Just about anyone who has been on the hunt for a new job has come to understand that the hiring process here is broken, or some similar word. It’s not a pretty picture at all in a lot of respects. And in some industries, including high-tech, that reality hurts the situation in a big way.

Even with some experience there, including very recently, a lot of things in a new Harvard Business Review article on the subject were quite eye-opening. Most of all is the areas where few, if any companies, work to get data that can help them with their process.

The perspective on internal vs. external hiring was an interesting start, and a point made in the last recommendation on improving retention – recognizing the cost of outside hiring – stands out. We all intuitively know that someone from outside will take some time to get up to speed on some things in a company as opposed to someone hired from within. There is such a thing as institutional knowledge; people already in a company know who to go to for help on something and have an internal historical perspective on products and the work on them that someone from the outside doesn’t. But the note that it takes internal hires seven years to earn as much as outside hires was astounding, yet also not surprising.

Think about raises in more recent years. Once upon a time, a decent or even good employee could fairly easily get a four percent raise. You didn’t have to be a star performer, although you had to at least be better than passable. Nowadays, good luck getting better than one or two percent in many places, even as times have been good. That is a big reason some have said that if you need or want a raise, you likely have to change employers. That has been my experience, although the changes have not always been desired at first – in just over three years, through three company changes my salary has now jumped far more significantly than it ever would have if I were still at the same company (although that also involved moving into more senior roles along the way than the one I was in before the first of those changes).

Where the article will certainly resonate with anyone who has been in transition comes in the recommendations on revamping the hiring process itself. Phantom jobs have long frustrated job seekers, especially when they find a company they are genuinely interested in and even a role that fits that description. It is highly unprofessional for a company to do that as a way of fishing for candidates for later, much like ghosting – another subject that is alluded to in passing here. (It is interesting that ghosting now becomes a point of controversy as job candidates do that to companies, but has not been in the opposite even though both are highly unprofessional.)

The most frustrating of all to many, especially in technology fields, is the requirements listed in many job ads. The desire for the “purple squirrel” is very real, and applicant-tracking systems (ATS) do not make this any better. Anyone who has looked for a technology job has surely seen an ad seeking such a person: a lengthy list of required skills and an almost-as-lengthy list of desired skills, and often the skills are not ones that tend to be found in combination. Even if the hiring manager is not sticking hard and fast to everything on the list, a long list then leaves interested candidates wondering at first glance which experience and/or skills matter the most.

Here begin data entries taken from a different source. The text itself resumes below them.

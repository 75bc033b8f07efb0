//! 포지션 장부.
//!
//! 정본 포지션 레코드를 소유합니다. 체결마다 평균단가/실현 손익을
//! 갱신하고, 시세마다 미실현 손익을 재계산하며, 변경 시마다
//! `position_updated`를 발행하고 캐시에 기록합니다. 수량 0 포지션은
//! 이력 보존을 위해 유예 기간 동안 유지한 뒤 정리할 수 있습니다.

use chrono::{Duration, Utc};
use kquant_bus::{Envelope, EventBus, Payload, Topic};
use kquant_cache::MarketStore;
use kquant_core::{Fill, KquantResult, Position, Price, Side, Symbol};
use rust_decimal::Decimal;
use std::collections::HashMap;
use std::sync::Arc;
use tracing::debug;

/// 포지션 장부.
pub struct PositionBook {
    bus: Arc<EventBus>,
    store: Arc<dyn MarketStore>,
    positions: HashMap<Symbol, Position>,
}

impl PositionBook {
    /// 새 장부를 생성합니다.
    pub fn new(bus: Arc<EventBus>, store: Arc<dyn MarketStore>) -> Self {
        Self {
            bus,
            store,
            positions: HashMap::new(),
        }
    }

    /// 체결을 반영하고 실현 손익(매도 시)을 반환합니다.
    pub async fn apply_fill(&mut self, fill: &Fill) -> KquantResult<Decimal> {
        let position = self
            .positions
            .entry(fill.symbol.clone())
            .or_insert_with(|| Position::empty(fill.symbol.clone()));

        let realized = match fill.side {
            Side::Buy => {
                position.apply_buy(fill.qty, fill.price, fill.commission);
                Decimal::ZERO
            }
            Side::Sell => position.apply_sell(fill.qty, fill.price, fill.commission),
        };

        let snapshot = position.clone();
        self.store.set_position(&snapshot).await?;
        self.store.push_trade(fill).await?;
        self.publish(snapshot)?;
        Ok(realized)
    }

    /// 최신 시세로 보유 포지션의 미실현 손익을 재계산합니다.
    pub async fn mark(&mut self, symbol: &Symbol, price: Price) -> KquantResult<()> {
        let Some(position) = self.positions.get_mut(symbol) else {
            return Ok(());
        };
        if !position.is_open() {
            return Ok(());
        }

        position.mark(price);
        let snapshot = position.clone();
        self.store.set_position(&snapshot).await?;
        self.publish(snapshot)?;
        Ok(())
    }

    /// 포지션을 조회합니다.
    pub fn position(&self, symbol: &Symbol) -> Option<&Position> {
        self.positions.get(symbol)
    }

    /// 보유 수량을 조회합니다.
    pub fn held_qty(&self, symbol: &Symbol) -> Decimal {
        self.positions
            .get(symbol)
            .map(|p| p.qty)
            .unwrap_or(Decimal::ZERO)
    }

    /// 모든 포지션의 읽기 전용 뷰.
    pub fn all(&self) -> impl Iterator<Item = &Position> {
        self.positions.values()
    }

    /// 유예 기간이 지난 수량 0 포지션을 정리합니다.
    pub fn sweep_closed(&mut self, grace: Duration) {
        let cutoff = Utc::now() - grace;
        self.positions
            .retain(|_, p| p.is_open() || p.last_updated > cutoff);
    }

    fn publish(&self, position: Position) -> KquantResult<()> {
        debug!(
            symbol = %position.symbol,
            qty = %position.qty,
            avg_cost = %position.avg_cost,
            realized = %position.realized_pnl,
            "Position updated"
        );
        self.bus.publish(Envelope::new(
            Topic::PositionUpdated,
            "order_engine",
            Payload::Position(position),
        ))?;
        Ok(())
    }
}

#[cfg(test)]
mod tests {
    use super::*;
    use kquant_bus::Delivery;
    use kquant_cache::MemoryStore;
    use rust_decimal_macros::dec;
    use uuid::Uuid;

    fn symbol() -> Symbol {
        Symbol::canonicalize("005930").unwrap()
    }

    fn fill(side: Side, qty: Decimal, price: Decimal, commission: Decimal) -> Fill {
        Fill {
            fill_id: Uuid::new_v4().to_string(),
            order_id: Uuid::new_v4(),
            symbol: symbol(),
            side,
            qty,
            price,
            commission,
            ts: Utc::now(),
        }
    }

    fn book() -> (Arc<EventBus>, PositionBook) {
        let bus = Arc::new(EventBus::new(64));
        let store = Arc::new(MemoryStore::new());
        let book = PositionBook::new(Arc::clone(&bus), store);
        (bus, book)
    }

    #[tokio::test]
    async fn test_buy_then_sell_round_trip() {
        let (bus, mut book) = book();
        let mut subscription = bus.subscribe(Topic::PositionUpdated);

        book.apply_fill(&fill(Side::Buy, dec!(13), dec!(75100), dec!(169)))
            .await
            .unwrap();

        // avg_cost = 75,100 + 169/13
        let position = book.position(&symbol()).unwrap();
        assert_eq!(position.qty, dec!(13));
        assert_eq!(
            position.avg_cost,
            (dec!(75100) * dec!(13) + dec!(169)) / dec!(13)
        );

        let avg = position.avg_cost;
        let realized = book
            .apply_fill(&fill(Side::Sell, dec!(13), dec!(75500), dec!(2900)))
            .await
            .unwrap();
        assert_eq!(realized, (dec!(75500) - avg) * dec!(13) - dec!(2900));

        // 수량 0으로 복귀, 평균단가 초기화
        let position = book.position(&symbol()).unwrap();
        assert_eq!(position.qty, Decimal::ZERO);
        assert_eq!(position.avg_cost, Decimal::ZERO);
        assert_eq!(position.realized_pnl, realized);

        // 변경마다 position_updated 발행 (매수 1 + 매도 1)
        for _ in 0..2 {
            assert!(matches!(subscription.recv().await, Some(Delivery::Event(_))));
        }
    }

    #[tokio::test]
    async fn test_mark_updates_unrealized_and_publishes() {
        let (bus, mut book) = book();
        let mut subscription = bus.subscribe(Topic::PositionUpdated);

        book.apply_fill(&fill(Side::Buy, dec!(10), dec!(75000), dec!(0)))
            .await
            .unwrap();
        book.mark(&symbol(), dec!(75800)).await.unwrap();

        assert_eq!(book.position(&symbol()).unwrap().unrealized_pnl, dec!(8000));

        // 매수 + 마크 = 2회 발행
        for _ in 0..2 {
            assert!(matches!(subscription.recv().await, Some(Delivery::Event(_))));
        }

        // 미보유 종목 마크는 무시
        book.mark(&Symbol::canonicalize("000660").unwrap(), dec!(100000))
            .await
            .unwrap();
    }

    #[tokio::test]
    async fn test_sweep_keeps_open_positions() {
        let (_bus, mut book) = book();

        book.apply_fill(&fill(Side::Buy, dec!(10), dec!(75000), dec!(0)))
            .await
            .unwrap();
        book.apply_fill(&fill(Side::Sell, dec!(10), dec!(75000), dec!(0)))
            .await
            .unwrap();

        // 유예 기간 내에는 닫힌 포지션도 유지
        book.sweep_closed(Duration::hours(1));
        assert!(book.position(&symbol()).is_some());

        // 유예 0이면 제거
        book.sweep_closed(Duration::zero());
        assert!(book.position(&symbol()).is_none());
    }
}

Of course, that is where networking or having a recruiter with insight into the company and/or position is immensely valuable. That allows a person to understand if they have a chance or not – maybe the two or three skills they really need are ones the person has, in which case they should go for it, or maybe they are not, in which the chances of getting the job appear slim. Either way, a candidate can at least have a bit of clarity as to whether or not they fit the position or should not even bother trying (or if they do apply, not do so feeling like they’ll ever get a call for a phone screen).

Related to that, because it is so easy to apply for jobs nowadays – including ones for which a person has basically no chance of ever being offered – numerous people apply for just about every job listed. Too many, in fact. This is especially true for those that get to job boards like Monster, Dice (for technology professionals), Career Builder, Indeed and others. This is also part of why ATSs are not going anywhere anytime soon. It is one more challenge for job seekers, but also one more challenge for companies, because a natural question arises: are companies hiring the best people for these jobs, or the people best able to game the ATS, and are they one and the same?

All of this is before we even get to interviewing candidates, which is a subject we could spend years on from several angles. The interview process is a challenge for candidates and interviewers alike, and is not getting easier.

But that reality all points to how many challenges companies face in hiring. What is perhaps most surprising is, as revealed in this HBR article, just how many of those challenges can be mitigated by efforts of their own. At a time when Human Resources appears to be at a crossroads in American business, this may be one area where they can show great value to the company and should be empowered by the executive team to take that responsibility on. This is too important an area of a business for that to not happen.